The Times Online UK. Business Editor James Harding on why London is the new capital of the world London calling
It’s cool, classy, cosmopolitan — and it should secede from the UK. Business Editor James Harding on why London is the new capital of the world.



“New York defines the metropolitan, London the cosmopolitan” Cosmos meaning people from all parts of the world. Well, that’s certainly become truer than ever over the last 5 years. “And the reason for this is that foreigners in New York are, always, just that,” Harding goes on to say. But I never felt that. I always felt welcome in New York and for that matter every other American city I’ve visited over the last 20 years. The trouble with England and London, in particular, is that there are so many people trying so hard to show how liberal, democratic and humane they are: please keep quiet, ‘things will get better’ mentality. People should be thinking for themselves. I’m afraid I don’t see this New Enlightenment but I wish well those in Blair’s government that do really want to make a difference. I don’t wish to focus on the negative either Prime Minister Blair, but that’s the daily experience inflicted on my eyes. And as I don’t have any kids I shan’t dare comment on education. But after doing without a single NHS (National Health Service) visit in 10 years, I was viewed on my first encounter as a bludger. So much for self-reliance.

And further down the Times Online page: The New Yorker in London Erica Wagner ‘NY is cheaper and more convenient’ but London never ceases to fascinate me, perhaps because I know that I’ll always be a stranger here. But maybe everyone is a stranger in London; only London truly knows itself.”

“London is absurdly expensive.

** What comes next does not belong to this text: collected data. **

//! Usage and provider-metadata accumulation.

use unistream_spec::{ProviderMetadata, Usage};

/// Final, read-only view handed to the `finish` part.
#[derive(Debug, Clone, PartialEq, Default)]
pub struct UsageSnapshot {
    pub usage: Usage,
    pub provider_metadata: Option<ProviderMetadata>,
}

/// Last-write-wins merge of usage and provider metadata.
///
/// Missing fields and JSON `null`s never clobber a previously known value.
#[derive(Debug, Default)]
pub struct UsageAccumulator {
    usage: Usage,
    provider_metadata: ProviderMetadata,
}

impl UsageAccumulator {
    pub fn new() -> Self {
        Self::default()
    }

    pub fn merge_usage(&mut self, usage: &Usage) {
        self.usage.merge_from(usage);
    }

    /// Merge a `{provider: {field: value}}` bag.
    ///
    /// Provider objects are merged field by field; other values are replaced.
    pub fn merge_provider_metadata(&mut self, metadata: ProviderMetadata) {
        for (provider, value) in metadata {
            if value.is_null() {
                continue;
            }
            match (self.provider_metadata.get_mut(&provider), value) {
                (Some(serde_json::Value::Object(existing)), serde_json::Value::Object(fresh)) => {
                    for (field, v) in fresh {
                        if !v.is_null() {
                            existing.insert(field, v);
                        }
                    }
                }
                (_, serde_json::Value::Object(fresh)) => {
                    let fresh: serde_json::Map<_, _> =
                        fresh.into_iter().filter(|(_, v)| !v.is_null()).collect();
                    self.provider_metadata
                        .insert(provider, serde_json::Value::Object(fresh));
                }
                (_, other) => {
                    self.provider_metadata.insert(provider, other);
                }
            }
        }
    }

    pub fn usage(&self) -> &Usage {
        &self.usage
    }

    pub fn provider_metadata(&self) -> &ProviderMetadata {
        &self.provider_metadata
    }

    pub fn snapshot(&self) -> UsageSnapshot {
        UsageSnapshot {
            usage: self.usage.clone(),
            provider_metadata: (!self.provider_metadata.is_empty())
                .then(|| self.provider_metadata.clone()),
        }
    }
}
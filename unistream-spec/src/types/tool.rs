use super::ProviderMetadata;
use serde::{Deserialize, Serialize};

/// A complete tool call.
#[derive(Debug, Clone, Serialize, Deserialize, PartialEq)]
#[serde(rename_all = "camelCase")]
pub struct ToolCall {
    pub tool_call_id: String,
    pub tool_name: String,
    /// Stringified JSON tool arguments.
    pub input: String,
    /// `true` when the tool runs inside the provider's infrastructure.
    #[serde(default)]
    pub provider_executed: bool,
    #[serde(default, skip_serializing_if = "Option::is_none")]
    pub provider_metadata: Option<ProviderMetadata>,
}

impl ToolCall {
    /// Parse `input` as JSON.
    pub fn input_json(&self) -> Result<serde_json::Value, serde_json::Error> {
        serde_json::from_str(&self.input)
    }
}

/// Result of a provider-executed tool call.
#[derive(Debug, Clone, Serialize, Deserialize, PartialEq)]
#[serde(rename_all = "camelCase")]
pub struct ToolResult {
    pub tool_call_id: String,
    pub tool_name: String,
    pub result: serde_json::Value,
    #[serde(default)]
    pub is_error: bool,
    #[serde(default)]
    pub provider_executed: bool,
}
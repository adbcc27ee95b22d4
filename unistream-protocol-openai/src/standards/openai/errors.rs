use serde_json::Value;
use unistream_core::spec::NormalizerError;

/// Build a provider error from the OpenAI error envelope.
///
/// OpenAI-style APIs send `{ "error": { "message": "...", "type": "...", "code": "..." } }`,
/// both as an HTTP body and, for some vendors, as an in-stream chunk. `code`
/// wins over `type`; numeric codes are stringified.
pub fn provider_error_from_envelope(error: &Value) -> NormalizerError {
    let Some(obj) = error.as_object() else {
        return NormalizerError::provider_error(None::<String>, error.to_string());
    };

    let message = obj
        .get("message")
        .and_then(|v| v.as_str())
        .unwrap_or("Unknown error");
    let code = obj
        .get("code")
        .and_then(|v| match v {
            Value::String(s) => Some(s.clone()),
            Value::Number(n) => Some(n.to_string()),
            _ => None,
        })
        .or_else(|| obj.get("type").and_then(|v| v.as_str()).map(str::to_string));

    NormalizerError::provider_error(code, message)
}
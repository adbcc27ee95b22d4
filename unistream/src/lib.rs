//! # Unistream - one event stream for every LLM provider
//!
//! Unistream turns the streaming output of heterogeneous chat-completion
//! providers into a single canonical sequence of [`StreamPart`] events: text
//! and reasoning blocks with a balanced lifecycle, tool calls and results
//! paired by id, de-duplicated citations, accumulated usage, and exactly one
//! terminal `finish` (or `abort`).
#![deny(unsafe_code)]

//! ## Quick Start
//!
//! ```rust,ignore
//! use unistream::prelude::*;
//! use futures::StreamExt;
//!
//! # async fn run(body: impl futures::Stream<Item = Result<Vec<u8>, std::io::Error>> + Send + 'static) {
//! let mut parts = normalize_sse_stream(
//!     GeminiProtocol::new(),
//!     body,
//!     NormalizerConfig::default(),
//! );
//! while let Some(part) = parts.next().await {
//!     if let StreamPart::TextDelta { delta, .. } = &part {
//!         print!("{delta}");
//!     }
//! }
//! # }
//! ```
//!
//! ## Crate layout
//!
//! - `unistream-spec`: canonical vocabulary and the error type
//! - `unistream-core`: provider-agnostic runtime
//! - `unistream-protocol-*`: per-vendor chunk narrowing
//! - `unistream` (this crate): re-exports, helpers and telemetry setup

pub mod stream;
#[cfg(feature = "telemetry")]
pub mod telemetry;

pub use unistream_core as core;
pub use unistream_spec as spec;

pub use stream::{generate_from_sse, normalize_json_stream, normalize_sse_stream};
pub use unistream_core::{
    CancelHandle, IdGenerator, NormalizerConfig, PartStream, ProviderProtocol, SequentialIds,
    SseJsonStreamConfig, StreamDriver, StreamNormalizer, UuidIds, collapse_parts,
    collapse_stream, new_cancel_handle, reasoning_stream, text_stream,
};
pub use unistream_spec::{
    ContentPart, ErrorCategory, File, FileData, FinishReason, GenerateResult, NormalizerError,
    ResponseMetadata, Source, StreamPart, ToolCall, ToolResult, Usage, Warning,
};

/// Provider protocols enabled at compile time.
pub mod protocol {
    #[cfg(feature = "google")]
    pub mod gemini {
        pub use unistream_protocol_gemini::standards::gemini::*;
    }

    #[cfg(feature = "openai")]
    pub mod openai {
        pub use unistream_protocol_openai::standards::openai::*;
    }
}

#[cfg(feature = "google")]
pub use unistream_protocol_gemini::GeminiProtocol;
#[cfg(feature = "openai")]
pub use unistream_protocol_openai::OpenAiCompatibleProtocol;

/// Commonly used items.
pub mod prelude {
    pub use crate::stream::{generate_from_sse, normalize_json_stream, normalize_sse_stream};
    pub use unistream_core::{
        CancelHandle, NormalizerConfig, PartStream, ProviderProtocol, StreamDriver,
        collapse_stream, reasoning_stream, text_stream,
    };
    pub use unistream_spec::{
        FinishReason, GenerateResult, NormalizerError, Source, StreamPart, ToolCall, ToolResult,
        Usage, Warning,
    };

    #[cfg(feature = "google")]
    pub use unistream_protocol_gemini::GeminiProtocol;
    #[cfg(feature = "openai")]
    pub use unistream_protocol_openai::OpenAiCompatibleProtocol;
}
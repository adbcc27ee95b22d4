//! Async stream driver.
//!
//! Feeds an ordered input of provider chunks to a [`StreamNormalizer`] and
//! exposes the canonical parts as a lazy stream. Input is only polled when
//! the consumer polls the output.

use crate::cancel::CancelHandle;
use crate::config::NormalizerConfig;
use crate::normalizer::StreamNormalizer;
use crate::part::RawChunk;
use crate::protocol::ProviderProtocol;
use futures::Stream;
use futures_util::StreamExt;
use std::pin::Pin;
use unistream_spec::{NormalizerError, StreamPart};

/// Canonical part stream.
pub type PartStream = Pin<Box<dyn Stream<Item = StreamPart> + Send>>;

pub struct StreamDriver<P> {
    normalizer: StreamNormalizer<P>,
    cancel: CancelHandle,
}

impl<P: ProviderProtocol + 'static> StreamDriver<P> {
    pub fn new(protocol: P, config: NormalizerConfig) -> Self {
        Self {
            normalizer: StreamNormalizer::new(protocol, config),
            cancel: CancelHandle::new(),
        }
    }

    /// Observe an externally owned cancel handle instead of a private one.
    pub fn with_cancel_handle(mut self, cancel: CancelHandle) -> Self {
        self.cancel = cancel;
        self
    }

    /// Handle that cancels the stream returned by `run`.
    pub fn cancel_handle(&self) -> CancelHandle {
        self.cancel.clone()
    }

    /// Drive provider JSON chunks (for instance from [`crate::sse_json_values`]).
    ///
    /// `Err` items become `error` parts; see [`StreamNormalizer::push_error`].
    pub fn run<S>(self, input: S) -> PartStream
    where
        S: Stream<Item = Result<serde_json::Value, NormalizerError>> + Send + 'static,
    {
        self.drive(input.map(|item| match item {
            Ok(value) => Input::Value(value),
            Err(error) => Input::Error(error),
        }))
    }

    /// Drive chunks that are already narrowed.
    pub fn run_chunks<S>(self, input: S) -> PartStream
    where
        S: Stream<Item = RawChunk> + Send + 'static,
    {
        self.drive(input.map(Input::Chunk))
    }

    fn drive<S>(self, input: S) -> PartStream
    where
        S: Stream<Item = Input> + Send + 'static,
    {
        let StreamDriver {
            mut normalizer,
            cancel,
        } = self;

        let out = async_stream::stream! {
            let mut input = Box::pin(input);
            loop {
                // Cancellation wins over a ready item.
                let next = tokio::select! {
                    biased;
                    _ = cancel.cancelled() => None,
                    item = input.next() => Some(item),
                };
                let parts = match next {
                    None => normalizer.abort(),
                    Some(None) => normalizer.finish(),
                    Some(Some(Input::Value(value))) => normalizer.push_value(value),
                    Some(Some(Input::Chunk(chunk))) => normalizer.push_chunk(chunk),
                    Some(Some(Input::Error(error))) => normalizer.push_error(error),
                };
                for part in parts {
                    yield part;
                }
                if normalizer.is_finished() {
                    break;
                }
            }
        };
        Box::pin(out)
    }
}

enum Input {
    Value(serde_json::Value),
    Chunk(RawChunk),
    Error(NormalizerError),
}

New Yorkers point out that the cost of living in their city is nearly half what it is here. Yet Charles Alexander, who is in charge of the UK operations of General Electric, America’s biggest company, says of his American colleagues in London: “They don’t want to leave.” They like the life, the schools, the style of the city.”

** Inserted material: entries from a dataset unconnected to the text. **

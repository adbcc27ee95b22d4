//! Cooperative cancellation of a running part stream

use futures::channel::mpsc;
use futures_util::StreamExt;
use serde_json::{Value, json};
use std::time::Duration;
use unistream::{CancelHandle, GeminiProtocol, NormalizerConfig, NormalizerError, StreamDriver, StreamPart};

type Input = Result<Value, NormalizerError>;

fn text(text: &str) -> Input {
    Ok(json!({"candidates": [{"content": {"parts": [{"text": text}]}}]}))
}

#[tokio::test]
async fn cancel_mid_block_closes_it_and_aborts() {
    let (tx, rx) = mpsc::unbounded::<Input>();
    let cancel = CancelHandle::new();
    let mut parts = StreamDriver::new(GeminiProtocol::new(), NormalizerConfig::default())
        .with_cancel_handle(cancel.clone())
        .run(rx);

    tx.unbounded_send(text("Hel")).unwrap();
    assert_eq!(parts.next().await.map(|p| p.kind()), Some("stream-start"));
    assert_eq!(parts.next().await.map(|p| p.kind()), Some("text-start"));
    assert_eq!(parts.next().await.map(|p| p.kind()), Some("text-delta"));

    cancel.cancel();
    // Already queued input is not consumed after cancellation.
    tx.unbounded_send(text("lo")).unwrap();

    let rest: Vec<StreamPart> = parts.collect().await;
    assert_eq!(
        rest.iter().map(|p| p.kind()).collect::<Vec<_>>(),
        ["text-end", "abort"]
    );
}

#[tokio::test]
async fn cancel_before_first_chunk_still_starts() {
    let cancel = CancelHandle::new();
    cancel.cancel();
    let parts: Vec<StreamPart> = StreamDriver::new(GeminiProtocol::new(), NormalizerConfig::default())
        .with_cancel_handle(cancel)
        .run(futures::stream::iter(vec![text("never")]))
        .collect()
        .await;

    assert_eq!(parts, [StreamPart::StreamStart { warnings: vec![] }, StreamPart::Abort]);
}

#[tokio::test(start_paused = true)]
async fn cancel_while_waiting_for_input() {
    let driver = StreamDriver::new(GeminiProtocol::new(), NormalizerConfig::default());
    let cancel = driver.cancel_handle();
    let input = futures::stream::iter(vec![text("waiting")]).chain(futures::stream::pending());
    let parts = driver.run(input);

    tokio::spawn(async move {
        tokio::time::sleep(Duration::from_secs(30)).await;
        cancel.cancel();
    });

    let parts: Vec<StreamPart> = parts.collect().await;
    assert_eq!(
        parts.iter().map(|p| p.kind()).collect::<Vec<_>>(),
        ["stream-start", "text-start", "text-delta", "text-end", "abort"]
    );
    assert!(!parts.iter().any(|p| p.kind() == "finish"));
}

#[tokio::test]
async fn child_handle_follows_its_parent() {
    let parent = CancelHandle::new();
    let child = parent.child();
    parent.cancel();

    let parts: Vec<StreamPart> = StreamDriver::new(GeminiProtocol::new(), NormalizerConfig::default())
        .with_cancel_handle(child)
        .run(futures::stream::pending::<Input>())
        .collect()
        .await;
    assert_eq!(parts.last(), Some(&StreamPart::Abort));
}

#[cfg(feature = "openai")]
#[tokio::test]
async fn cancel_closes_open_tool_input_without_error() {
    use unistream::OpenAiCompatibleProtocol;

    let (tx, rx) = mpsc::unbounded::<Input>();
    let cancel = CancelHandle::new();
    let mut parts = StreamDriver::new(OpenAiCompatibleProtocol::new("openai"), NormalizerConfig::default())
        .with_cancel_handle(cancel.clone())
        .run(rx);

    tx.unbounded_send(Ok(json!({"choices": [{"index": 0, "delta": {"tool_calls": [
        {"index": 0, "id": "call_s", "function": {"name": "search", "arguments": "{\"q\":"}}
    ]}}]})))
    .unwrap();
    let mut seen = Vec::new();
    for _ in 0..3 {
        seen.push(parts.next().await.expect("part"));
    }
    assert_eq!(
        seen.iter().map(|p| p.kind()).collect::<Vec<_>>(),
        ["stream-start", "tool-input-start", "tool-input-delta"]
    );

    cancel.cancel();
    let rest: Vec<StreamPart> = parts.collect().await;
    assert_eq!(
        rest,
        [StreamPart::ToolInputEnd { id: "call_s".into() }, StreamPart::Abort]
    );
}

Bob Wigley, who runs Merrill Lynch in London, was at the meeting. His chief concern, he says, is complacency. London needs to worry about its transport infrastructure (in particular the long-stalled construction of Crossrail); it needs to be vigilant about its tax regime and defend its system of regulation. But, more than that, Wigley gives warning that “London needs to look east, towards the competition coming from Dubai, Singapore, Hong Kong”.

Tulse Luper is the life in 92 suitcases (92 being the atomic number of uranium) from 1921 to 1989 of Henry Purcell Tulse Luper, a writer, traveller, archivist and professional prisoner. “You have a loose tongue!” “No,” retorts Luper, “it’s firmly anchored to my best interests.” “There is no such thing as history only historians,” says the film. “Most games end in a draw.” The film is in 3 parts (DVD’s) and the Luper Network Site was under construction for 1001 days like Scheherazade. If it’s the last thing you do before throwing off your mortal coil, SEE IT. There’s plenty to read about it on the web and the best grapple with New Enlightenment concepts you’ll ever likely to see.
London Time Out Greenaway interview
Video interview with Peter Greenaway (May 2006)

Time Out London Optronica

While still in newspaper tabloid recommendation mode, another must see site is Centre for Visual Music

Yesterday’s National Film Theatre lecture by Cindy Keefer Projected Light and Color: Early Visual Music Color Organs and Light Shows showed just how devant-garde always was the avant-garde with powerbook sound and light shows dating back to 1734! There are a couple of DVD’s available too including the work of Oskar Fischinger At last! Fischinger on DVD! Keefer claims was the first VJ (Video disc jockey). What a fantastic Sunday afternoon.

And you need to listen to this: BBC Radio 3 Nightwaves

Seems as good a time as any to mention this: Hacking Democracy opens at London's ICA April 20. If they can get away with it they most certainly will!